Alysa Stanton (born August 2, 1963) is an American Reform rabbi, and the first African American female rabbi. Ordained on June 6, 2009, in August 2009 she began work as a rabbi at Congregation Bayt Shalom, a small majority-white synagogue in Greenville, North Carolina, making her the first African American rabbi to lead a majority-white congregation. Stanton converted to Judaism at age 24 and first studied and worked as a psychotherapist.

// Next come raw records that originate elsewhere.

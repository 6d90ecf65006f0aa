use crate::graph::{DependencyGraph, NodeId};

// Every cycle in `graph`, without resolving it. A cycle is a strongly
// connected component of size > 1, or a single node with an edge to
// itself. Nodes on no cycle never appear in the output.
pub fn find_cycles<T>(graph: &DependencyGraph<T>) -> Vec<Vec<NodeId>> {
    let adjacency = graph.adjacency();
    cycle_slots(&adjacency)
        .into_iter()
        .map(|component| component.into_iter().map(NodeId::from_slot).collect())
        .collect()
}

pub(crate) fn cycle_slots(adjacency: &[Vec<usize>]) -> Vec<Vec<usize>> {
    strongly_connected(adjacency)
        .into_iter()
        .filter(|component| component.len() > 1 || has_self_edge(adjacency, component[0]))
        .collect()
}

fn has_self_edge(adjacency: &[Vec<usize>], node: usize) -> bool {
    adjacency[node].iter().any(|&target| target == node)
}

const UNVISITED: usize = usize::MAX;

struct Frame {
    node: usize,
    edge: usize,
}

// Tarjan's algorithm with an explicit DFS stack, so component discovery
// cannot overflow the call stack on deep graphs. Components come out in
// completion order (children before parents).
pub(crate) fn strongly_connected(adjacency: &[Vec<usize>]) -> Vec<Vec<usize>> {
    let count = adjacency.len();
    let mut index = vec![UNVISITED; count];
    let mut low_link = vec![0usize; count];
    let mut on_stack = vec![false; count];
    let mut stack: Vec<usize> = Vec::new();
    let mut dfs: Vec<Frame> = Vec::new();
    let mut next_index = 0usize;
    let mut components = Vec::new();

    for root in 0..count {
        if index[root] != UNVISITED {
            continue;
        }

        index[root] = next_index;
        low_link[root] = next_index;
        next_index += 1;
        stack.push(root);
        on_stack[root] = true;
        dfs.push(Frame {
            node: root,
            edge: 0,
        });

        while let Some(frame) = dfs.last_mut() {
            let node = frame.node;
            if frame.edge < adjacency[node].len() {
                let target = adjacency[node][frame.edge];
                frame.edge += 1;
                if index[target] == UNVISITED {
                    index[target] = next_index;
                    low_link[target] = next_index;
                    next_index += 1;
                    stack.push(target);
                    on_stack[target] = true;
                    dfs.push(Frame {
                        node: target,
                        edge: 0,
                    });
                } else if on_stack[target] {
                    low_link[node] = low_link[node].min(index[target]);
                }
                // already-closed components are ignored
            } else {
                dfs.pop();
                if let Some(parent) = dfs.last() {
                    low_link[parent.node] = low_link[parent.node].min(low_link[node]);
                }
                if low_link[node] == index[node] {
                    let mut component = Vec::new();
                    while let Some(member) = stack.pop() {
                        on_stack[member] = false;
                        component.push(member);
                        if member == node {
                            break;
                        }
                    }
                    components.push(component);
                }
            }
        }
    }

    components
}
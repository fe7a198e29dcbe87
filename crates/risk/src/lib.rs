//! Risk Assessor: scores one automation's `DetectionOutput`
//! into a `RiskAssessment` via the four weighted component formulas and
//! appends the result to the automation's append-only risk-score history.

pub mod assessor;
pub mod formulas;

pub use assessor::RiskAssessor;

==Early life and education==
Stanton was born in Cleveland, Ohio, and moved to Denver, Colorado, with her family at the age of 11. Although raised in the Church of God in Christ, when she was 24 Stanton converted to Judaism after considering several Eastern religions. She has said she was "born Jewish—just not to a Jewish womb". She earned her BA in psychology in 1988, an MA in education in 1992, from Colorado State University.

==Career==
In her first career, Stanton was a psychotherapist. She specialized in grief counseling, and was asked to speak to people in Columbine after the 1999 high school massacre. Before preparing for the rabbinate, she sought to become a cantor, but heard that Jewish leadership positions were not available to women. When she finally saw a female cantor, she decided to pursue the studies necessary to become a rabbi.

Stanton graduated from Hebrew Union College-Jewish Institute of Religion, a Reform Jewish seminary. She has said that she is not concerned with being the first Black woman to become a rabbi, "I try not to focus on being the first. I focus on being the best—the best human being, the best rabbi I can be." "If I were the 50,000th, I'd still be doing what I do.... Me being first was just the luck of the draw."

In August 2009, Stanton became the rabbi of Congregation Bayt Shalom, a small majority-white synagogue in Greenville, North Carolina, making her the first African American rabbi to lead a majority-white congregation. The congregation's president said that the fact that Stanton is African-American and a woman had nothing to do with the decision to hire her: "I'm very proud of my community. [Stanton's being a woman or being Black] never came up in conversation. Obviously, we all know that's unusual but when she got on the pulpit during her visit, it was totally comfortable." In 2011, the congregation decided not to renew her contract, which expired July 31, 2011.